# Exploratory Data Analysis

## Descriptive Statistics

In [20]:
from sklearn import datasets
import pandas as pd

df = load_diabetes()

### Peek at Your Data
There is no substitute for looking at the raw data. Looking at the raw data can reveal insights that you cannot get any other way. It can also plant seeds that may later grow into ideas on how to better pre-process and handle the data for machine learning tasks. You can review the first 20 rows of your data using the head() function on the Pandas DataFrame.

In [21]:
df.head()

AttributeError: head

In [None]:
# Turn 'head()' on it's side by (T)ransposing it
df.head().T

### Dimensions of Your Data
- Too many rows and algorithms may take too long to train. Too few and perhaps you do not have enough data to train the algorithms.
- Too many features and some algorithms can be distracted or su↵er poor performance due to the curse of dimensionality.

In [None]:
df.size

In [None]:
df.shape

### Data Type For Each Attribute

In [None]:
df.dtypes

In [None]:
df.info()

### Descriptive Statistics
Descriptive statistics can give you great insight into the shape of each attribute. Often you can create more summaries than you have time to review. The describe() function on the Pandas DataFrame lists 8 statistical properties of each attribute.

In [None]:
df.describe()

### Class Distribution (Classification Only)

In [None]:
df.groupby('class').size()

In [None]:
df['class'].value_counts()

### Skew of Univariate Distributions

In [None]:
df.skew()

## Tips To Remember
- Review the numbers. Generating the summary statistics is not enough. Take a moment to pause, read and really think about the numbers you are seeing.
- Ask why. Review your numbers and ask a lot of questions. How and why are you seeing specific numbers. Think about how the numbers relate to the problem domain in general and specific entities that observations relate to.
- Write down ideas. Write down your observations and ideas. Keep a small text file or note pad and jot down all of the ideas for how variables may relate, for what numbers mean, and ideas for techniques to try later. The things you write down now while the data is fresh will be very valuable later when you are trying to think up new things to try.

---
# Understand Your Data With Visualization

## Univariate Plots
In this section we will look at three techniques that you can use to understand each attribute of your dataset independently.
- Histograms.
- Density Plots.
- Box and Whisker Plots.

In [22]:
import matplotlib.pyplot as plt

### Histograms
A fast way to get an idea of the distribution of each attribute is to look at histograms. Histograms group data into bins and provide you a count of the number of observations in each bin. From the shape of the bins you can quickly get a feeling for whether an attribute is Gaussian, skewed or even has an exponential distribution. It can also help you see possible outliers.

In [23]:
df.hist()
plt.show()

AttributeError: hist

### Density Plots
Density plots are another way of getting a quick idea of the distribution of each attribute. The plots look like an abstracted histogram with a smooth curve drawn through the top of each bin, much like your eye tried to do with the histograms.

### Box and Whisker Plots
Another useful way to review the distribution of each attribute is to use Box and Whisker Plots or boxplots for short.
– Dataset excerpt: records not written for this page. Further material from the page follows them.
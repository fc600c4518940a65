// crates/house-price-core/src/lib.rs

//! House price estimation from a pre-trained linear regression model.
//!
//! Two artifacts produced by offline training drive everything:
//! a feature schema (`columns.json`) and a serialized model. The
//! [`Predictor`] combines them: it turns a location plus area, bathroom and
//! bedroom counts into a one-hot feature vector and asks the model for a
//! price in lakhs.
//!
//! ```no_run
//! use house_price_core::prelude::*;
//!
//! let predictor = Predictor::load()?;
//! let price = predictor.predict_price(&PropertyInput::new("Whitefield", 1200.0, 2.0, 2.0))?;
//! println!("Estimated price: {price:.2} Lakhs");
//! # Ok::<(), house_price_core::PriceError>(())
//! ```
#![cfg_attr(docsrs, feature(doc_cfg))]

pub mod common;
pub mod error;
pub mod loader;
pub mod model;
pub mod predictor;
pub mod schema;
pub mod text;

// Re-exports
pub use crate::common::ArtifactStats;
pub use crate::error::{PriceError, Result};
pub use crate::loader::ArtifactPaths;
pub use crate::model::{LinearRegression, Regressor};
pub use crate::predictor::{round2, Estimate, PropertyInput, Predictor, BATH_WARNING};
pub use crate::schema::{FeatureSchema, FeatureVector, NUMERIC_FEATURES};

pub mod prelude {
    pub use crate::{
        ArtifactPaths, ArtifactStats, Estimate, FeatureSchema, FeatureVector, LinearRegression,
        Predictor, PriceError, PropertyInput, Regressor, Result,
    };
}
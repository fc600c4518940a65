// crates/house-price-core/src/text.rs

/// Normalizes a location name for lookup: trims surrounding whitespace and
/// lowercases.
///
/// Both the user input and the schema's column names go through this, so
/// matching is case-insensitive on either side.
///
/// ```rust
/// use house_price_core::text::normalize_location;
///
/// assert_eq!(normalize_location("  Whitefield "), "whitefield");
/// assert_eq!(normalize_location("1st Phase JP Nagar"), "1st phase jp nagar");
/// ```
#[inline]
pub fn normalize_location(s: &str) -> String {
    s.trim().to_lowercase()
}

/// Case-insensitive equality on normalized form.
#[inline]
pub fn location_equals(a: &str, b: &str) -> bool {
    normalize_location(a) == normalize_location(b)
}
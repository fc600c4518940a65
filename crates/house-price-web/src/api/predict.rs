use crate::api::context::AppState;
use crate::validation;
use axum::{
    extract::{rejection::JsonRejection, State},
    http::StatusCode,
    response::{IntoResponse, Response},
    routing::{get, post},
    Json, Router,
};
use house_price_core::{Estimate, PropertyInput};
use serde::{Deserialize, Serialize};

pub fn router() -> Router<AppState> {
    Router::new()
        .route("/locations", get(get_locations))
        .route("/predict", post(post_predict))
}

#[derive(Debug, Serialize, Deserialize)]
pub struct LocationsResponse {
    pub locations: Vec<String>,
}

#[derive(Debug, Serialize, Deserialize)]
pub struct PredictResponse {
    pub estimate: Estimate,
    pub warnings: Vec<String>,
}

#[derive(Debug, Serialize, Deserialize)]
pub struct ErrorResponse {
    pub message: String,
}

#[derive(Debug)]
pub enum ApiError {
    /// Artifacts failed to load at startup.
    Unavailable(String),
    InvalidInput(String),
    Prediction(String),
}

impl IntoResponse for ApiError {
    fn into_response(self) -> Response {
        let (status, message) = match self {
            ApiError::Unavailable(m) => (StatusCode::SERVICE_UNAVAILABLE, m),
            ApiError::InvalidInput(m) => (StatusCode::UNPROCESSABLE_ENTITY, m),
            ApiError::Prediction(m) => (StatusCode::INTERNAL_SERVER_ERROR, m),
        };
        (status, Json(ErrorResponse { message })).into_response()
    }
}

fn unavailable(state: &AppState) -> ApiError {
    ApiError::Unavailable(format!(
        "model unavailable: {}",
        state.load_error().unwrap_or("not loaded")
    ))
}

/// Known locations, sorted alphabetically.
#[tracing::instrument(skip(state))]
pub async fn get_locations(
    State(state): State<AppState>,
) -> Result<Json<LocationsResponse>, ApiError> {
    let predictor = state.predictor().ok_or_else(|| unavailable(&state))?;
    let locations = predictor
        .schema()
        .sorted_locations()
        .into_iter()
        .map(str::to_string)
        .collect();
    Ok(Json(LocationsResponse { locations }))
}

#[tracing::instrument(skip(state))]
pub async fn post_predict(
    State(state): State<AppState>,
    payload: Result<Json<PropertyInput>, JsonRejection>,
) -> Result<Json<PredictResponse>, ApiError> {
    let predictor = state.predictor().ok_or_else(|| unavailable(&state))?;
    let Json(input) = payload.map_err(|rejection| {
        tracing::debug!(%rejection, "rejected request body");
        ApiError::InvalidInput(rejection.body_text())
    })?;
    validation::check_input(&input).map_err(ApiError::InvalidInput)?;

    let estimate = predictor.estimate(&input).map_err(|e| {
        tracing::error!(error = %e, "prediction failed");
        ApiError::Prediction(format!("Error making prediction: {e}"))
    })?;

    Ok(Json(PredictResponse {
        estimate,
        warnings: input.warnings().into_iter().map(String::from).collect(),
    }))
}
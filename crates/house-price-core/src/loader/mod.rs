// crates/house-price-core/src/loader/mod.rs

//! # Artifact Loader
//!
//! Handles the physical layer (file access, decompression) for the two
//! artifacts produced by offline training and assembles them into a
//! [`Predictor`]:
//!
//! - `columns.json`: `{"data_columns": ["total_sqft", "bath", "bhk", <locations>...]}`
//! - `model.json` (or `model.bin`, optionally `.gz`): a [`LinearRegression`].
//!
//! Loading either succeeds completely or fails with a [`PriceError`]; there
//! is no retry and no partially loaded predictor.

use crate::error::{PriceError, Result};
use crate::model::LinearRegression;
use crate::predictor::Predictor;
use crate::schema::FeatureSchema;
use once_cell::sync::OnceCell;
use serde::Deserialize;
use std::path::{Path, PathBuf};

pub mod common_io;
pub mod model_io;

pub use model_io::{convert_model, CompressionMode, ModelFormat};

// Single in-process cache so the artifacts are read at most once per process.
static PREDICTOR_CACHE: OnceCell<Predictor> = OnceCell::new();

pub const DEFAULT_ARTIFACTS_DIR: &str = "artifacts";
pub const COLUMNS_FILENAME: &str = "columns.json";
pub const MODEL_FILENAME: &str = "model.json";

/// Raw shape of the columns artifact. Only `data_columns` is recognized.
#[derive(Debug, Deserialize)]
struct ColumnsRaw {
    data_columns: Vec<String>,
}

/// Where the two artifacts live.
#[derive(Debug, Clone, PartialEq, Eq)]
pub struct ArtifactPaths {
    pub columns: PathBuf,
    pub model: PathBuf,
}

impl ArtifactPaths {
    /// Default file names inside `dir`.
    pub fn in_dir(dir: impl AsRef<Path>) -> Self {
        let dir = dir.as_ref();
        Self {
            columns: dir.join(COLUMNS_FILENAME),
            model: dir.join(MODEL_FILENAME),
        }
    }

    pub fn with_model(mut self, model: impl Into<PathBuf>) -> Self {
        self.model = model.into();
        self
    }

    /// Artifacts that do not exist on disk, in declaration order.
    pub fn missing(&self) -> Vec<&Path> {
        [self.columns.as_path(), self.model.as_path()]
            .into_iter()
            .filter(|p| !p.exists())
            .collect()
    }
}

impl Default for ArtifactPaths {
    fn default() -> Self {
        Self::in_dir(DEFAULT_ARTIFACTS_DIR)
    }
}

/// Reads and validates the columns artifact.
pub fn read_schema(path: &Path) -> Result<FeatureSchema> {
    let reader = common_io::open_stream(path)?;
    let raw: ColumnsRaw = serde_json::from_reader(reader).map_err(PriceError::Json)?;
    FeatureSchema::new(raw.data_columns)
}

impl Predictor<LinearRegression> {
    /// Loads the default artifacts (`artifacts/columns.json`,
    /// `artifacts/model.json`), cached for the process lifetime.
    pub fn load() -> Result<&'static Self> {
        Self::load_cached(&ArtifactPaths::default())
    }

    /// Loads `paths` once per process.
    ///
    /// The first successful call fills the cache; later calls return the
    /// cached predictor without touching the filesystem, whatever paths they
    /// pass. Failures are not cached.
    pub fn load_cached(paths: &ArtifactPaths) -> Result<&'static Self> {
        PREDICTOR_CACHE.get_or_try_init(|| Self::load_from_paths(paths))
    }

    /// Uncached load.
    pub fn load_from_paths(paths: &ArtifactPaths) -> Result<Self> {
        let schema = read_schema(&paths.columns)?;
        let model = model_io::read_model(&paths.model)?;
        let predictor = Predictor::new(schema, model)?;
        tracing::info!(
            columns = %paths.columns.display(),
            model = %paths.model.display(),
            features = predictor.columns().len(),
            locations = predictor.locations().len(),
            "loaded model artifacts"
        );
        Ok(predictor)
    }

    pub fn load_from_dir(dir: impl AsRef<Path>) -> Result<Self> {
        Self::load_from_paths(&ArtifactPaths::in_dir(dir))
    }

    /// Writes the model in the format implied by `path` (`.json` or bincode,
    /// `.gz` for gzip).
    pub fn save_model_as(&self, path: impl AsRef<Path>) -> Result<()> {
        model_io::write_model(path.as_ref(), self.model())
    }
}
Boxplots summarize the distribution of each attribute, drawing a line for the median (middle value) and a box around the 25th and 75th percentiles (the middle 50% of the data). The whiskers give an idea of the spread of the data and dots outside of the whiskers show candidate outlier values (values that are 1.5 times greater than the size of spread of the middle 50% of the data).

## Multivariate Plots
This section provides examples of two plots that show the interactions between multiple variables in your dataset.
- Correlation Matrix Plot. 
- Scatter Plot Matrix.

### Correlation Matrix Plot
Correlation gives an indication of how related the changes are between two variables. If two variables change in the same direction they are positively correlated. If they change in opposite directions together (one goes up, one goes down), then they are negatively correlated. You can calculate the correlation between each pair of attributes. This is called a correlation matrix. You can then plot the correlation matrix and get an idea of which variables have a high correlation with each other. This is useful to know, because some machine learning algorithms like linear and logistic regression can have poor performance if there are highly correlated input variables in your data.

### Scatter Plot Matrix
A scatter plot shows the relationship between two variables as dots in two dimensions, one axis for each attribute. You can create a scatter plot for each pair of attributes in your data. Drawing all these scatter plots together is called a scatter plot matrix. Scatter plots are useful for spotting structured relationships between variables, like whether you could summarize the relationship between two variables with a line. Attributes with structured relationships may also be correlated and good candidates for removal from your dataset.

Like the Correlation Matrix Plot above, the scatter plot matrix is symmetrical. This is useful to look at the pairwise relationships from di↵erent perspectives. Because there is little point of drawing a scatter plot of each variable with itself, the diagonal shows histograms of each attribute.